Work out the number of lines below containing the word "items" and give nothing besides it.
==== MATERIAL SHOWN ====
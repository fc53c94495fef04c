// Copyright 2025 Umberto Gotti <umberto.gotti@umbertogotti.dev>
// Licensed under the Apache License, Version 2.0
// http://www.apache.org/licenses/LICENSE-2.0

//! Ordered asynchronous first-value mapping.
//!
//! `map_async` maps every value of a source to a sub-stream, keeps only the
//! first value each sub-stream produces (optionally combined with the source
//! value), and emits those results in the order of the source values that
//! caused them, no matter in which order the sub-streams finish.

mod admission;
mod coordinator;
mod ordering_buffer;
mod slot;
mod termination;

use self::coordinator::Coordinator;
use core::fmt;
use core::num::NonZeroUsize;
use flowmap_core::{
    BoxObservable, BoxObserver, FlowError, Observable, Result, Undeliverable,
    UndeliverableHandler,
};
use std::sync::Arc;

/// Maps a source value to the sub-stream whose first value it waits for.
pub type Mapper<T, U> = Arc<dyn Fn(&T) -> Result<BoxObservable<U>> + Send + Sync>;

/// Builds the emitted result from a source value and its sub-stream's first value.
pub type Combiner<T, U, R> = Arc<dyn Fn(T, U) -> Result<R> + Send + Sync>;

/// Per-operator settings of [`map_async`](MapAsyncExt::map_async).
///
/// ```
/// use flowmap_stream::MapAsyncConfig;
///
/// let config = MapAsyncConfig::new().with_max_concurrency(4).unwrap();
/// assert_eq!(config.max_concurrency().map(|n| n.get()), Some(4));
///
/// assert!(MapAsyncConfig::new().with_max_concurrency(0).is_err());
/// ```
#[derive(Clone, Default)]
pub struct MapAsyncConfig {
    max_concurrency: Option<NonZeroUsize>,
    undeliverable: Undeliverable,
}

impl MapAsyncConfig {
    /// Unbounded concurrency, errors routed to the process-wide handler.
    #[must_use]
    pub fn new() -> Self {
        Self::default()
    }

    /// Caps the number of sub-streams subscribed at the same time.
    ///
    /// # Errors
    ///
    /// Returns [`FlowError::InvalidConfig`] when `max_concurrency` is zero.
    pub fn with_max_concurrency(mut self, max_concurrency: usize) -> Result<Self> {
        let limit = NonZeroUsize::new(max_concurrency).ok_or_else(|| {
            FlowError::invalid_config("map_async max_concurrency must be at least 1")
        })?;
        self.max_concurrency = Some(limit);
        Ok(self)
    }

    /// Removes the concurrency cap.
    #[must_use]
    pub fn unbounded(mut self) -> Self {
        self.max_concurrency = None;
        self
    }

    /// Sends this operator's undeliverable errors to `handler` instead of the
    /// process-wide one.
    #[must_use]
    pub fn with_undeliverable_handler(mut self, handler: UndeliverableHandler) -> Self {
        self.undeliverable = Undeliverable::to(handler);
        self
    }

    #[must_use]
    pub fn max_concurrency(&self) -> Option<NonZeroUsize> {
        self.max_concurrency
    }

    pub(crate) fn undeliverable(&self) -> &Undeliverable {
        &self.undeliverable
    }
}

impl fmt::Debug for MapAsyncConfig {
    fn fmt(&self, f: &mut fmt::Formatter<'_>) -> fmt::Result {
        f.debug_struct("MapAsyncConfig")
            .field("max_concurrency", &self.max_concurrency)
            .field("undeliverable", &self.undeliverable)
            .finish()
    }
}

/// Observable returned by [`MapAsyncExt`].
///
/// Cold: every subscription runs its own independent instance of the operator.
pub struct MapAsync<T, U, R> {
    source: BoxObservable<T>,
    mapper: Mapper<T, U>,
    combiner: Combiner<T, U, R>,
    config: MapAsyncConfig,
}

impl<T, U, R> MapAsync<T, U, R> {
    pub fn new(
        source: BoxObservable<T>,
        mapper: Mapper<T, U>,
        combiner: Combiner<T, U, R>,
        config: MapAsyncConfig,
    ) -> Self {
        Self {
            source,
            mapper,
            combiner,
            config,
        }
    }
}

impl<T, U, R> Observable<R> for MapAsync<T, U, R>
where
    T: Send + 'static,
    U: Send + 'static,
    R: Send + 'static,
{
    fn subscribe(&self, observer: BoxObserver<R>) {
        let coordinator = Coordinator::new(
            observer.clone(),
            self.mapper.clone(),
            self.combiner.clone(),
            &self.config,
        );

        observer.on_subscribe(coordinator.clone());
        self.source.subscribe(coordinator.outer_observer());
    }
}

/// Extension trait providing the `map_async` operator on every [`Observable`].
pub trait MapAsyncExt<T>: Observable<T> + Sized + 'static
where
    T: Send + 'static,
{
    /// Emits the first value of the sub-stream each source value maps to, in
    /// source order.
    ///
    /// # Behavior
    ///
    /// - Each source value gets an index and a sub-stream from `mapper`
    /// - The first value of a sub-stream is kept; the sub-stream is then cancelled
    /// - Results are emitted in index order; a sub-stream completing empty just
    ///   leaves a gap
    /// - The first error (source, mapper, sub-stream) terminates the operator and
    ///   cancels everything still running; later errors are undeliverable
    /// - Completes once the source completed and every sub-stream finished
    ///
    /// # Examples
    ///
    /// ```
    /// use flowmap_core::{empty, just, range, ObservableExt, StreamItem};
    /// use flowmap_stream::MapAsyncExt;
    /// use futures::StreamExt;
    ///
    /// # #[tokio::main]
    /// # async fn main() {
    /// let evens = range(1, 6).map_async(|v: &i32| {
    ///     Ok(if v % 2 == 0 { just(*v).boxed() } else { empty().boxed() })
    /// });
    ///
    /// let items: Vec<_> = evens.into_stream().collect().await;
    /// assert_eq!(items, vec![StreamItem::Value(2), StreamItem::Value(4), StreamItem::Value(6)]);
    /// # }
    /// ```
    fn map_async<U, O, F>(self, mapper: F) -> MapAsync<T, U, U>
    where
        U: Send + 'static,
        O: Observable<U> + 'static,
        F: Fn(&T) -> Result<O> + Send + Sync + 'static,
    {
        self.map_async_config(mapper, |_, inner| Ok(inner), MapAsyncConfig::default())
    }

    /// Like [`map_async`](MapAsyncExt::map_async), emitting `combiner(source_value, first_value)`.
    ///
    /// A failing combiner terminates the operator like a failing sub-stream.
    fn map_async_with<U, R, O, F, C>(self, mapper: F, combiner: C) -> MapAsync<T, U, R>
    where
        U: Send + 'static,
        R: Send + 'static,
        O: Observable<U> + 'static,
        F: Fn(&T) -> Result<O> + Send + Sync + 'static,
        C: Fn(T, U) -> Result<R> + Send + Sync + 'static,
    {
        self.map_async_config(mapper, combiner, MapAsyncConfig::default())
    }

    /// Fully configured form of [`map_async_with`](MapAsyncExt::map_async_with).
    fn map_async_config<U, R, O, F, C>(
        self,
        mapper: F,
        combiner: C,
        config: MapAsyncConfig,
    ) -> MapAsync<T, U, R>
    where
        U: Send + 'static,
        R: Send + 'static,
        O: Observable<U> + 'static,
        F: Fn(&T) -> Result<O> + Send + Sync + 'static,
        C: Fn(T, U) -> Result<R> + Send + Sync + 'static,
    {
        let mapper: Mapper<T, U> =
            Arc::new(move |value: &T| mapper(value).map(|inner| Arc::new(inner) as BoxObservable<U>));
        MapAsync::new(Arc::new(self), mapper, Arc::new(combiner), config)
    }
}

impl<T, O> MapAsyncExt<T> for O
where
    T: Send + 'static,
    O: Observable<T> + 'static,
{
}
====
RESULT:
2